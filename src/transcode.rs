use std::{
    collections::VecDeque,
    io::ErrorKind,
    path::PathBuf,
    process::Stdio,
};

use async_trait::async_trait;
use futures_util::StreamExt;
use tokio::{
    io::{AsyncBufReadExt, AsyncWriteExt, BufReader},
    process::Command,
    time::Duration,
};
use tracing::{debug, warn};

use crate::{error::JobError, media::OutputFormat, stream::ByteStream};

const STDERR_TAIL_LINES: usize = 8;

/// Called with a 0–100 completion estimate while the transcoder runs.
pub type ProgressCallback = Box<dyn Fn(f64) + Send + Sync>;

#[derive(Debug, Clone)]
pub struct TranscodeRequest {
    pub format: OutputFormat,
    pub audio_bitrate_kbps: Option<u32>,
    pub output_path: PathBuf,
    /// Source duration, used to turn ffmpeg's output timestamp into a percentage.
    pub duration: Option<Duration>,
}

#[async_trait]
pub trait Transcoder: Send + Sync {
    /// Consumes `input` and writes the converted media to `request.output_path`.
    /// Errors of the input stream are returned unchanged.
    async fn transcode(
        &self,
        input: ByteStream,
        request: TranscodeRequest,
        on_progress: ProgressCallback,
    ) -> Result<(), JobError>;
}

#[derive(Debug, Clone)]
pub struct FfmpegTranscoder {
    binary: PathBuf,
}

impl FfmpegTranscoder {
    pub fn new(binary: impl Into<PathBuf>) -> Self {
        Self {
            binary: binary.into(),
        }
    }
}

/// ffmpeg arguments reading from stdin and writing `request.output_path`.
pub fn build_ffmpeg_args(request: &TranscodeRequest) -> Vec<String> {
    let mut args = vec![
        "-hide_banner".to_string(),
        "-nostats".to_string(),
        "-loglevel".to_string(),
        "error".to_string(),
        "-progress".to_string(),
        "pipe:2".to_string(),
        "-y".to_string(),
        "-i".to_string(),
        "pipe:0".to_string(),
    ];

    match request.format {
        OutputFormat::Mp3 => {
            args.extend(["-vn", "-c:a", "libmp3lame"].map(String::from));
            push_bitrate(&mut args, request.audio_bitrate_kbps);
            args.extend(["-f", "mp3"].map(String::from));
        }
        OutputFormat::M4a => {
            args.extend(["-vn", "-c:a", "aac"].map(String::from));
            push_bitrate(&mut args, request.audio_bitrate_kbps);
            args.extend(["-f", "ipod"].map(String::from));
        }
        OutputFormat::Mp4 => {
            args.extend(["-c", "copy", "-movflags", "+faststart", "-f", "mp4"].map(String::from));
        }
        OutputFormat::Webm => {
            args.extend(["-c:v", "libvpx-vp9", "-c:a", "libopus", "-f", "webm"].map(String::from));
        }
    }

    args.push(request.output_path.to_string_lossy().to_string());
    args
}

fn push_bitrate(args: &mut Vec<String>, bitrate_kbps: Option<u32>) {
    if let Some(kbps) = bitrate_kbps {
        args.push("-b:a".to_string());
        args.push(format!("{kbps}k"));
    }
}

/// Reads one `key=value` line of `-progress` output and returns a percentage
/// when it carries the output timestamp.
pub fn parse_progress_line(line: &str, duration: Option<Duration>) -> Option<f64> {
    let (key, value) = line.trim().split_once('=')?;
    let out_ms = match key {
        "out_time_us" => value.trim().parse::<i64>().ok()? / 1000,
        "out_time_ms" => value.trim().parse::<i64>().ok()? / 1000,
        "progress" if value.trim() == "end" => return Some(100.0),
        _ => return None,
    };

    let total_ms = duration?.as_millis() as f64;
    if total_ms <= 0.0 || out_ms < 0 {
        return None;
    }

    Some((out_ms as f64 / total_ms * 100.0).min(100.0))
}

#[async_trait]
impl Transcoder for FfmpegTranscoder {
    async fn transcode(
        &self,
        mut input: ByteStream,
        request: TranscodeRequest,
        on_progress: ProgressCallback,
    ) -> Result<(), JobError> {
        let args = build_ffmpeg_args(&request);
        debug!("running {} {}", self.binary.display(), args.join(" "));

        let mut child = Command::new(&self.binary)
            .args(&args)
            .stdin(Stdio::piped())
            .stdout(Stdio::null())
            .stderr(Stdio::piped())
            .kill_on_drop(true)
            .spawn()
            .map_err(|error| {
                if error.kind() == ErrorKind::NotFound {
                    JobError::Transcode(format!(
                        "ffmpeg is not installed ({})",
                        self.binary.display()
                    ))
                } else {
                    JobError::Transcode(format!("could not start ffmpeg: {error}"))
                }
            })?;

        let mut stdin = child
            .stdin
            .take()
            .ok_or_else(|| JobError::Transcode("ffmpeg stdin was not captured".to_string()))?;
        let stderr = child
            .stderr
            .take()
            .ok_or_else(|| JobError::Transcode("ffmpeg stderr was not captured".to_string()))?;

        let feed = async move {
            while let Some(chunk) = input.next().await {
                let chunk = chunk?;
                if let Err(error) = stdin.write_all(&chunk).await {
                    // ffmpeg quit early; its exit status explains why.
                    debug!("ffmpeg stopped reading input: {error}");
                    return Ok(());
                }
            }
            if let Err(error) = stdin.shutdown().await {
                debug!("could not close ffmpeg stdin: {error}");
            }
            Ok::<(), JobError>(())
        };

        let duration = request.duration;
        let watch = async move {
            let mut lines = BufReader::new(stderr).lines();
            let mut tail = VecDeque::with_capacity(STDERR_TAIL_LINES);
            while let Ok(Some(line)) = lines.next_line().await {
                if let Some(percent) = parse_progress_line(&line, duration) {
                    on_progress(percent);
                } else if !line.contains('=') && !line.trim().is_empty() {
                    if tail.len() == STDERR_TAIL_LINES {
                        tail.pop_front();
                    }
                    tail.push_back(line);
                }
            }
            tail
        };

        let (fed, tail) = tokio::join!(feed, watch);
        if let Err(error) = fed {
            let _ = child.kill().await;
            return Err(error);
        }

        let status = child
            .wait()
            .await
            .map_err(|error| JobError::Transcode(format!("could not wait for ffmpeg: {error}")))?;

        if status.success() {
            return Ok(());
        }

        let detail = tail.into_iter().collect::<Vec<_>>().join(" | ");
        warn!(status = ?status.code(), "ffmpeg failed: {detail}");
        Err(JobError::Transcode(if detail.is_empty() {
            format!("ffmpeg exited with status {status}")
        } else {
            detail
        }))
    }
}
■ ■ ■ ■ ■ ■ ■
* Problem to solve *
Repeat the entire listing above, keeping every line exactly the same.

* Result for this task *
filename src/transcode.rs
use std::{
    collections::VecDeque,
    io::ErrorKind,
    path::PathBuf,
    process::Stdio,
};

use async_trait::async_trait;
use futures_util::StreamExt;
use tokio::{
    io::{AsyncBufReadExt, AsyncWriteExt, BufReader},
    process::Command,
    time::Duration,
};
use tracing::{debug, warn};

use crate::{error::JobError, media::OutputFormat, stream::ByteStream};

const STDERR_TAIL_LINES: usize = 8;

/// Called with a 0–100 completion estimate while the transcoder runs.
pub type ProgressCallback = Box<dyn Fn(f64) + Send + Sync>;

#[derive(Debug, Clone)]
pub struct TranscodeRequest {
    pub format: OutputFormat,
    pub audio_bitrate_kbps: Option<u32>,
    pub output_path: PathBuf,
    /// Source duration, used to turn ffmpeg's output timestamp into a percentage.
    pub duration: Option<Duration>,
}

#[async_trait]
pub trait Transcoder: Send + Sync {
    /// Consumes `input` and writes the converted media to `request.output_path`.
    /// Errors of the input stream are returned unchanged.
    async fn transcode(
        &self,
        input: ByteStream,
        request: TranscodeRequest,
        on_progress: ProgressCallback,
    ) -> Result<(), JobError>;
}

#[derive(Debug, Clone)]
pub struct FfmpegTranscoder {
    binary: PathBuf,
}

impl FfmpegTranscoder {
    pub fn new(binary: impl Into<PathBuf>) -> Self {
        Self {
            binary: binary.into(),
        }
    }
}

/// ffmpeg arguments reading from stdin and writing `request.output_path`.
pub fn build_ffmpeg_args(request: &TranscodeRequest) -> Vec<String> {
    let mut args = vec![
        "-hide_banner".to_string(),
        "-nostats".to_string(),
        "-loglevel".to_string(),
        "error".to_string(),
        "-progress".to_string(),
        "pipe:2".to_string(),
        "-y".to_string(),
        "-i".to_string(),
        "pipe:0".to_string(),
    ];

    match request.format {
        OutputFormat::Mp3 => {
            args.extend(["-vn", "-c:a", "libmp3lame"].map(String::from));
            push_bitrate(&mut args, request.audio_bitrate_kbps);
            args.extend(["-f", "mp3"].map(String::from));
        }
        OutputFormat::M4a => {
            args.extend(["-vn", "-c:a", "aac"].map(String::from));
            push_bitrate(&mut args, request.audio_bitrate_kbps);
            args.extend(["-f", "ipod"].map(String::from));
        }
        OutputFormat::Mp4 => {
            args.extend(["-c", "copy", "-movflags", "+faststart", "-f", "mp4"].map(String::from));
        }
        OutputFormat::Webm => {
            args.extend(["-c:v", "libvpx-vp9", "-c:a", "libopus", "-f", "webm"].map(String::from));
        }
    }

    args.push(request.output_path.to_string_lossy().to_string());
    args
}

fn push_bitrate(args: &mut Vec<String>, bitrate_kbps: Option<u32>) {
    if let Some(kbps) = bitrate_kbps {
        args.push("-b:a".to_string());
        args.push(format!("{kbps}k"));
    }
}

/// Reads one `key=value` line of `-progress` output and returns a percentage
/// when it carries the output timestamp.
pub fn parse_progress_line(line: &str, duration: Option<Duration>) -> Option<f64> {
    let (key, value) = line.trim().split_once('=')?;
    let out_ms = match key {
        "out_time_us" => value.trim().parse::<i64>().ok()? / 1000,
        "out_time_ms" => value.trim().parse::<i64>().ok()? / 1000,
        "progress" if value.trim() == "end" => return Some(100.0),
        _ => return None,
    };

    let total_ms = duration?.as_millis() as f64;
    if total_ms <= 0.0 || out_ms < 0 {
        return None;
    }

    Some((out_ms as f64 / total_ms * 100.0).min(100.0))
}

#[async_trait]
impl Transcoder for FfmpegTranscoder {
    async fn transcode(
        &self,
        mut input: ByteStream,
        request: TranscodeRequest,
        on_progress: ProgressCallback,
    ) -> Result<(), JobError> {
        let args = build_ffmpeg_args(&request);
        debug!("running {} {}", self.binary.display(), args.join(" "));

        let mut child = Command::new(&self.binary)
            .args(&args)
            .stdin(Stdio::piped())
            .stdout(Stdio::null())
            .stderr(Stdio::piped())
            .kill_on_drop(true)
            .spawn()
            .map_err(|error| {
                if error.kind() == ErrorKind::NotFound {
                    JobError::Transcode(format!(
                        "ffmpeg is not installed ({})",
                        self.binary.display()
                    ))
                } else {
                    JobError::Transcode(format!("could not start ffmpeg: {error}"))
                }
            })?;

        let mut stdin = child
            .stdin
            .take()
            .ok_or_else(|| JobError::Transcode("ffmpeg stdin was not captured".to_string()))?;
        let stderr = child
            .stderr
            .take()
            .ok_or_else(|| JobError::Transcode("ffmpeg stderr was not captured".to_string()))?;

        let feed = async move {
            while let Some(chunk) = input.next().await {
                let chunk = chunk?;
                if let Err(error) = stdin.write_all(&chunk).await {
                    // ffmpeg quit early; its exit status explains why.
                    debug!("ffmpeg stopped reading input: {error}");
                    return Ok(());
                }
            }
            if let Err(error) = stdin.shutdown().await {
                debug!("could not close ffmpeg stdin: {error}");
            }
            Ok::<(), JobError>(())
        };

        let duration = request.duration;
        let watch = async move {
            let mut lines = BufReader::new(stderr).lines();
            let mut tail = VecDeque::with_capacity(STDERR_TAIL_LINES);
            while let Ok(Some(line)) = lines.next_line().await {
                if let Some(percent) = parse_progress_line(&line, duration) {
                    on_progress(percent);
                } else if !line.contains('=') && !line.trim().is_empty() {
                    if tail.len() == STDERR_TAIL_LINES {
                        tail.pop_front();
                    }
                    tail.push_back(line);
                }
            }
            tail
        };

        let (fed, tail) = tokio::join!(feed, watch);
        if let Err(error) = fed {
            let _ = child.kill().await;
            return Err(error);
        }

        let status = child
            .wait()
            .await
            .map_err(|error| JobError::Transcode(format!("could not wait for ffmpeg: {error}")))?;

        if status.success() {
            return Ok(());
        }

        let detail = tail.into_iter().collect::<Vec<_>>().join(" | ");
        warn!(status = ?status.code(), "ffmpeg failed: {detail}");
        Err(JobError::Transcode(if detail.is_empty() {
            format!("ffmpeg exited with status {status}")
        } else {
            detail
        }))
    }
}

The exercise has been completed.